Instructions for the task ▸ Gather up every line from the entries below that uses the word "normalized".

Recorded data ▸
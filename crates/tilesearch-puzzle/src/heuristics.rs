use std::{fmt, str::FromStr};

use serde::{Deserialize, Serialize};

use crate::{Board, CELLS, PuzzleError, PuzzleState, SIDE, board::neighbors};

/// Scoring functions for the open set. Each returns `f = g + h`; the search
/// driver adds nothing on top. Admissibility is not checked here.
#[derive(Debug, Clone, Copy, PartialEq, Eq, Hash, Serialize, Deserialize)]
#[serde(rename_all = "snake_case")]
pub enum Heuristic {
    /// Tiles not on their goal cell, blank ignored.
    MisplacedTiles,
    /// Sum of each tile's row and column distance to its goal cell.
    Manhattan,
    /// Adjacent tile pairs sitting in each other's goal cells. Weak on its own.
    DirectReversals,
    /// `Manhattan` plus `DirectReversals`.
    ManhattanReversals,
}

impl Heuristic {
    pub const ALL: [Heuristic; 4] = [
        Heuristic::MisplacedTiles,
        Heuristic::Manhattan,
        Heuristic::DirectReversals,
        Heuristic::ManhattanReversals,
    ];

    pub fn name(self) -> &'static str {
        match self {
            Heuristic::MisplacedTiles => "misplaced_tiles",
            Heuristic::Manhattan => "manhattan",
            Heuristic::DirectReversals => "direct_reversals",
            Heuristic::ManhattanReversals => "manhattan_reversals",
        }
    }

    /// Short alias `h1`..`h4`.
    pub fn alias(self) -> &'static str {
        match self {
            Heuristic::MisplacedTiles => "h1",
            Heuristic::Manhattan => "h2",
            Heuristic::DirectReversals => "h3",
            Heuristic::ManhattanReversals => "h4",
        }
    }

    /// Evaluation `f = g + h` of a state against `goal`.
    pub fn score(self, state: &PuzzleState, goal: &Board) -> u32 {
        state.g + self.estimate(&state.board, goal)
    }

    /// The `h` component alone.
    pub fn estimate(self, board: &Board, goal: &Board) -> u32 {
        match self {
            Heuristic::MisplacedTiles => misplaced_tiles(board, goal),
            Heuristic::Manhattan => manhattan_distance(board, goal),
            Heuristic::DirectReversals => direct_reversals(board, goal),
            Heuristic::ManhattanReversals => {
                manhattan_distance(board, goal) + direct_reversals(board, goal)
            }
        }
    }
}

impl fmt::Display for Heuristic {
    fn fmt(&self, f: &mut fmt::Formatter<'_>) -> fmt::Result {
        f.write_str(self.name())
    }
}

impl FromStr for Heuristic {
    type Err = PuzzleError;

    /// Accepts the snake_case name (dashes allowed) or the `h1`..`h4` alias.
    fn from_str(name: &str) -> Result<Self, Self::Err> {
        let normalized = name.trim().to_ascii_lowercase().replace('-', "_");
        Heuristic::ALL
            .into_iter()
            .find(|h| h.name() == normalized || h.alias() == normalized)
            .ok_or_else(|| PuzzleError::UnknownHeuristic {
                name: name.to_string(),
            })
    }
}

pub fn misplaced_tiles(board: &Board, goal: &Board) -> u32 {
    board
        .tiles()
        .iter()
        .zip(goal.tiles())
        .filter(|&(&tile, &target)| tile != 0 && tile != target)
        .count() as u32
}

pub fn manhattan_distance(board: &Board, goal: &Board) -> u32 {
    let mut goal_cell = [0usize; CELLS];
    for (cell, &tile) in goal.tiles().iter().enumerate() {
        goal_cell[tile as usize] = cell;
    }

    board
        .tiles()
        .iter()
        .enumerate()
        .filter(|&(_, &tile)| tile != 0)
        .map(|(cell, &tile)| {
            let target = goal_cell[tile as usize];
            ((cell / SIDE).abs_diff(target / SIDE) + (cell % SIDE).abs_diff(target % SIDE)) as u32
        })
        .sum()
}

/// Counted from every non-blank tile, so a swapped pair of tiles scores 2 and a
/// tile swapped with the blank scores 1.
pub fn direct_reversals(board: &Board, goal: &Board) -> u32 {
    let tiles = board.tiles();
    let targets = goal.tiles();

    (0..CELLS)
        .filter(|&cell| tiles[cell] != 0)
        .map(|cell| {
            neighbors(cell)
                .filter(|&other| tiles[other] == targets[cell] && tiles[cell] == targets[other])
                .count() as u32
        })
        .sum()
}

Answer to the exercise ▸
        let normalized = name.trim().to_ascii_lowercase().replace('-', "_");
            .find(|h| h.name() == normalized || h.alias() == normalized)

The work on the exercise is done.